The black hat and the black coat I was familiar with, before I knew their owner. It was Cambridge, the beginning of the Michaelmas Term, 1976. My second year, I was half way up Castle Street, in the dampest digs in town. I recall a kind of fug over everything, from the rank stairwell, to my second-floor room. Cooking, laundry and gas. To employ a Hofmannesque tripartite construction. And damp. Our heavy landlady would toil up and down the stairs, usually with a child in tow. We were a huddled group of exiles from college, all of us reading English, though not in any way strenuously.

 

It was Victorian Novel term, and my second-hand copies of Little Dorrit and Middlemarch lay unopened on the table, where they began to grow verdigris. It was more important at that time to be considered a thespian, which was apparently what ‘the beautiful people’ did, and most of them were ‘reading English’. A part in a play at the ADC, and above all, to be seen in the mirrors of the ADC bar, that was the glamorous thing. And to meet budding actresses. I was no good at it, though. So the other thing was to gather in a friend’s room, slump to Dylan – these were the years of his great revival (or one of them), Blood on the Tracks, Desire, Street Legal  and smoke. One of our group rolled joints studiously, sitting up at a desk, and it looked uncannily as though he were writing an essay. So ‘writing an essay’ became code for rolling a joint. It was not done, in those far-off days, to be seen working (though it turned out some of us had been, traitorously and furtively). And it must have been in the rare studious moments at my table, in those damp digs in Castle Street, that I first glimpsed the figure in black, apparently surveying the town from the top of Castle Hill.

 

If I had known my Balzac, I might have thought – there is Rastignac, when he climbs to the top of Montmartre and cries out his challenge to Paris, the city he intends to conquer: A nous deux maintenant! As it was, having in my first year read medieval drama, I thought this was a symbolic figure, placed there as the scourge to my idleness and lust. I spoke excitedly of the fitful apparition in the black hat to my friends. They were inclined to disbelieve me. From what I later understood, it seems my vision of Rastignac was the more accurate, for the figure in black turned out to be a fresher at Magdalene, hence the proximity of Castle Hill. It was also rumoured that there had been some scandal in the interviews for English at Clare, and that an interviewee had spent a night in protest, sitting under Clare bridge. I did not then connect the two figures, if they are to be connected. Under the bridge, or on top of the hill, whoever it was clearly had a gift for the theatrical gesture, and also for getting unusual perspectives on a place.

 

I cannot exactly remember my first – real and not ghostly – meeting with Michael Hofmann; but I consulted a mutual friend, the art historian James Malpas – a polymath who back then would alternate Strauss’s Tone Poems with tracks from The Clash, and kept an assiduously detailed journal. James tells me the meeting was at a party in ‘a resplendent Clare Gardens, due to the recent floods’ in June 1978, my last year, when I was back in college.

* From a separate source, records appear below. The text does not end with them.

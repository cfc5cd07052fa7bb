//! Mock [`StreamTransport`] implementations for testing.
//!
//! Two mock transport types for different testing needs:
//!
//! - [`ScriptedTransport`] — Pre-loaded connect results and frame queue.
//!   Best for: reconnection logic, backoff, heartbeat timeouts.
//!
//! - [`ChannelTransport`] — Channel-backed transport with an external
//!   control handle. Best for: integration tests needing precise,
//!   on-demand frame delivery and outbound capture.

use std::collections::VecDeque;
use std::sync::atomic::{AtomicU32, Ordering};
use std::sync::{Arc, Mutex};
use std::time::Duration;

use async_trait::async_trait;
use tokio::sync::mpsc;

use crate::error::{ConnectionError, Result};
use crate::port::{StreamTransport, TransportEvent, TransportFactory};

// ---------------------------------------------------------------------------
// ScriptedTransport
// ---------------------------------------------------------------------------

/// A mock transport with scripted connect results and a fixed frame queue.
///
/// Each call to `connect()` pops the next result from the queue (defaults
/// to `Ok(())` when exhausted). Pings are answered with an immediate Pong;
/// an exhausted frame queue yields `None`, which the pool reads as the
/// link going away.
pub struct ScriptedTransport {
    connect_results: VecDeque<Result<()>>,
    frames: VecDeque<TransportEvent>,
    auto_pong: bool,
    pong_pending: bool,
    connect_count: Arc<AtomicU32>,
    sent: Arc<Mutex<Vec<String>>>,
}

impl ScriptedTransport {
    pub fn new() -> Self {
        Self {
            connect_results: VecDeque::new(),
            frames: VecDeque::new(),
            auto_pong: true,
            pong_pending: false,
            connect_count: Arc::new(AtomicU32::new(0)),
            sent: Arc::new(Mutex::new(Vec::new())),
        }
    }

    pub fn with_connect_results(mut self, results: Vec<Result<()>>) -> Self {
        self.connect_results = results.into();
        self
    }

    pub fn with_frames(mut self, frames: Vec<TransportEvent>) -> Self {
        self.frames = frames.into();
        self
    }

    pub fn with_text_frames(self, texts: Vec<&str>) -> Self {
        let frames = texts
            .into_iter()
            .map(|t| TransportEvent::Text(t.to_string()))
            .collect();
        self.with_frames(frames)
    }

    /// Disable the automatic Pong reply to pings, so heartbeat timeouts
    /// can be exercised.
    pub fn without_pongs(mut self) -> Self {
        self.auto_pong = false;
        self
    }

    /// Replace the connect counter with a shared one.
    ///
    /// Useful when a factory creates multiple transports that should share
    /// a single counter (e.g. counting total reconnections).
    pub fn set_connect_count(&mut self, counter: Arc<AtomicU32>) {
        self.connect_count = counter;
    }

    /// Share the outbound capture buffer.
    pub fn set_sent(&mut self, sent: Arc<Mutex<Vec<String>>>) {
        self.sent = sent;
    }

    pub fn connect_count(&self) -> u32 {
        self.connect_count.load(Ordering::SeqCst)
    }
}

impl Default for ScriptedTransport {
    fn default() -> Self {
        Self::new()
    }
}

#[async_trait]
impl StreamTransport for ScriptedTransport {
    async fn connect(&mut self) -> Result<()> {
        self.connect_count.fetch_add(1, Ordering::SeqCst);
        self.connect_results.pop_front().unwrap_or(Ok(()))
    }

    async fn send(&mut self, text: &str) -> Result<()> {
        self.sent
            .lock()
            .unwrap_or_else(std::sync::PoisonError::into_inner)
            .push(text.to_string());
        Ok(())
    }

    async fn ping(&mut self) -> Result<()> {
        if self.auto_pong {
            self.pong_pending = true;
        }
        Ok(())
    }

    async fn next_event(&mut self) -> Option<TransportEvent> {
        if self.pong_pending {
            self.pong_pending = false;
            return Some(TransportEvent::Pong);
        }
        match self.frames.pop_front() {
            Some(frame) => Some(frame),
            // Park instead of ending the session so scripted tests decide
            // when the link dies by queueing a Closed frame.
            None => {
                tokio::time::sleep(Duration::from_secs(3600)).await;
                None
            }
        }
    }
}

/// A factory whose transports connect successfully and never produce
/// frames. Handy for wiring tests that never touch the feed.
pub fn silent_transport_factory() -> TransportFactory {
    Arc::new(|_url| Box::new(ScriptedTransport::new()))
}

// ---------------------------------------------------------------------------
// ChannelTransport
// ---------------------------------------------------------------------------

/// External control handle for a [`ChannelTransport`].
#[derive(Clone)]
pub struct ChannelHandle {
    frames: mpsc::UnboundedSender<TransportEvent>,
    sent: Arc<Mutex<Vec<String>>>,
    connect_count: Arc<AtomicU32>,
}

impl ChannelHandle {
    /// Deliver a text frame to the transport.
    pub fn push_text(&self, text: &str) {
        let _ = self
            .frames
            .send(TransportEvent::Text(text.to_string()));
    }

    /// Deliver an arbitrary frame.
    pub fn push(&self, frame: TransportEvent) {
        let _ = self.frames.send(frame);
    }

    /// Close the link from the remote side.
    pub fn close(&self, reason: &str) {
        let _ = self.frames.send(TransportEvent::Closed {
            reason: reason.to_string(),
        });
    }

    /// Everything the transport was asked to send.
    pub fn sent(&self) -> Vec<String> {
        self.sent
            .lock()
            .unwrap_or_else(std::sync::PoisonError::into_inner)
            .clone()
    }

    pub fn connect_count(&self) -> u32 {
        self.connect_count.load(Ordering::SeqCst)
    }
}

/// A transport whose frames arrive through a channel controlled by a
/// [`ChannelHandle`].
pub struct ChannelTransport {
    frames: mpsc::UnboundedReceiver<TransportEvent>,
    pong_pending: bool,
    sent: Arc<Mutex<Vec<String>>>,
    connect_count: Arc<AtomicU32>,
}

impl ChannelTransport {
    /// Create a transport and its control handle.
    pub fn pair() -> (Self, ChannelHandle) {
        let (tx, rx) = mpsc::unbounded_channel();
        let sent = Arc::new(Mutex::new(Vec::new()));
        let connect_count = Arc::new(AtomicU32::new(0));
        let handle = ChannelHandle {
            frames: tx,
            sent: Arc::clone(&sent),
            connect_count: Arc::clone(&connect_count),
        };
        let transport = Self {
            frames: rx,
            pong_pending: false,
            sent,
            connect_count,
        };
        (transport, handle)
    }
}

#[async_trait]
impl StreamTransport for ChannelTransport {
    async fn connect(&mut self) -> Result<()> {
        self.connect_count.fetch_add(1, Ordering::SeqCst);
        Ok(())
    }

    async fn send(&mut self, text: &str) -> Result<()> {
        self.sent
            .lock()
            .unwrap_or_else(std::sync::PoisonError::into_inner)
            .push(text.to_string());
        Ok(())
    }

    async fn ping(&mut self) -> Result<()> {
        self.pong_pending = true;
        Ok(())
    }

    async fn next_event(&mut self) -> Option<TransportEvent> {
        if self.pong_pending {
            self.pong_pending = false;
            return Some(TransportEvent::Pong);
        }
        self.frames.recv().await
    }
}

/// A scripted connect failure, as the pool surfaces it.
pub fn connect_refused(url: &str) -> crate::error::Error {
    ConnectionError::ConnectFailed {
        url: url.to_string(),
        reason: "connection refused".to_string(),
    }
    .into()
}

James had already spoken with some awe of the poet in the year above him, a figure who excited intense speculation, a loner who wore a black hat, and whose sparsely furnished room sported an enormous poster of James Joyce, also in a black hat. By that time, I was implausibly half in charge of the University poetry society: we hosted the visit of a frail, seraphic David Gascoyne, barely emerged from a long period of alienation, the altogether more robust and drunken visit of George Barker, who made my girlfriend cry by suggesting she give up Chinese and have babies, and even a youthful Andrew Motion came down from Hull, to read to us. I don’t remember Michael attending any of these meetings, and certainly not the weekly workshop, a sometimes untender forum where some of us cut our teeth. And it was not until we had met a few times that – I recall this vividly – on the turn into Trinity Street by the Round Church – I was recounting the story of the figure in black, when Michael confided in his soft-spoken, dulcet tones that the figure in question must have been himself.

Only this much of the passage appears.